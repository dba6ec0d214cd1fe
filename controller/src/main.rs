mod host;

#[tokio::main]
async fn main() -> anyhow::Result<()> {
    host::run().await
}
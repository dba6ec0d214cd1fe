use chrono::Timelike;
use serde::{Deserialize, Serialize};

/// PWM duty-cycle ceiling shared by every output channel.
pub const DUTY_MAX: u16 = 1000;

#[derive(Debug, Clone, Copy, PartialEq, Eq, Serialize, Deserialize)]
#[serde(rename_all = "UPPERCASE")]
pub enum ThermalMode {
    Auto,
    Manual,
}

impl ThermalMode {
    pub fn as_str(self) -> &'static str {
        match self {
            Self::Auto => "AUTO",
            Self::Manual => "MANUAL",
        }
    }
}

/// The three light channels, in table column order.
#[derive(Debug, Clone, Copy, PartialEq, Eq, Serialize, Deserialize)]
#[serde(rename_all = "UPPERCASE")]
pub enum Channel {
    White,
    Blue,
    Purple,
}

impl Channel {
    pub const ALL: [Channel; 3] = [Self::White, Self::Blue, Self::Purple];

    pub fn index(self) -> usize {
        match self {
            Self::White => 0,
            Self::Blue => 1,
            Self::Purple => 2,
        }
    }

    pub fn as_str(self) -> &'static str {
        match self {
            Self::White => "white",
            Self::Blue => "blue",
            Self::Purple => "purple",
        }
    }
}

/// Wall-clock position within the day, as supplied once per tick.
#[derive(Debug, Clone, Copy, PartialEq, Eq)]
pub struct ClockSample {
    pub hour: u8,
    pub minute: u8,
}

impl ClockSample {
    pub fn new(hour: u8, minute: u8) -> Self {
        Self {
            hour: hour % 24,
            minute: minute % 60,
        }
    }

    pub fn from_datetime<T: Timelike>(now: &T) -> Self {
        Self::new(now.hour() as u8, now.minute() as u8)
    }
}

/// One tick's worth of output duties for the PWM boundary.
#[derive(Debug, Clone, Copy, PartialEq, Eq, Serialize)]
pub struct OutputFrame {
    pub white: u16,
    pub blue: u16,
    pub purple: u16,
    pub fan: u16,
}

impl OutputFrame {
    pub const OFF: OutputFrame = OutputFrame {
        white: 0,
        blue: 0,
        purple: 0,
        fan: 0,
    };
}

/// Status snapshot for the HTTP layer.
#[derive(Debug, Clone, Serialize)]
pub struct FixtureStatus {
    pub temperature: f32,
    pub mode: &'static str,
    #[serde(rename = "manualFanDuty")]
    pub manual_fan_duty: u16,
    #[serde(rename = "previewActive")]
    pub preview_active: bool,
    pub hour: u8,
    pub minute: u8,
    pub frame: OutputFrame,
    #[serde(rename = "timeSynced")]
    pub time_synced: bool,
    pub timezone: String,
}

» **TRY IT**
All of the listing above should be restated word for word.

» **TASK ANSWER**
repository dba6ec0d214cd1fe
filename controller/src/main.rs
mod host;

#[tokio::main]
async fn main() -> anyhow::Result<()> {
    host::run().await
}
repository dba6ec0d214cd1fe
use chrono::Timelike;
use serde::{Deserialize, Serialize};

/// PWM duty-cycle ceiling shared by every output channel.
pub const DUTY_MAX: u16 = 1000;

#[derive(Debug, Clone, Copy, PartialEq, Eq, Serialize, Deserialize)]
#[serde(rename_all = "UPPERCASE")]
pub enum ThermalMode {
    Auto,
    Manual,
}

impl ThermalMode {
    pub fn as_str(self) -> &'static str {
        match self {
            Self::Auto => "AUTO",
            Self::Manual => "MANUAL",
        }
    }
}

/// The three light channels, in table column order.
#[derive(Debug, Clone, Copy, PartialEq, Eq, Serialize, Deserialize)]
#[serde(rename_all = "UPPERCASE")]
pub enum Channel {
    White,
    Blue,
    Purple,
}

impl Channel {
    pub const ALL: [Channel; 3] = [Self::White, Self::Blue, Self::Purple];

    pub fn index(self) -> usize {
        match self {
            Self::White => 0,
            Self::Blue => 1,
            Self::Purple => 2,
        }
    }

    pub fn as_str(self) -> &'static str {
        match self {
            Self::White => "white",
            Self::Blue => "blue",
            Self::Purple => "purple",
        }
    }
}

/// Wall-clock position within the day, as supplied once per tick.
#[derive(Debug, Clone, Copy, PartialEq, Eq)]
pub struct ClockSample {
    pub hour: u8,
    pub minute: u8,
}

impl ClockSample {
    pub fn new(hour: u8, minute: u8) -> Self {
        Self {
            hour: hour % 24,
            minute: minute % 60,
        }
    }

    pub fn from_datetime<T: Timelike>(now: &T) -> Self {
        Self::new(now.hour() as u8, now.minute() as u8)
    }
}

/// One tick's worth of output duties for the PWM boundary.
#[derive(Debug, Clone, Copy, PartialEq, Eq, Serialize)]
pub struct OutputFrame {
    pub white: u16,
    pub blue: u16,
    pub purple: u16,
    pub fan: u16,
}

impl OutputFrame {
    pub const OFF: OutputFrame = OutputFrame {
        white: 0,
        blue: 0,
        purple: 0,
        fan: 0,
    };
}

/// Status snapshot for the HTTP layer.
#[derive(Debug, Clone, Serialize)]
pub struct FixtureStatus {
    pub temperature: f32,
    pub mode: &'static str,
    #[serde(rename = "manualFanDuty")]
    pub manual_fan_duty: u16,
    #[serde(rename = "previewActive")]
    pub preview_active: bool,
    pub hour: u8,
    pub minute: u8,
    pub frame: OutputFrame,
    #[serde(rename = "timeSynced")]
    pub time_synced: bool,
    pub timezone: String,
}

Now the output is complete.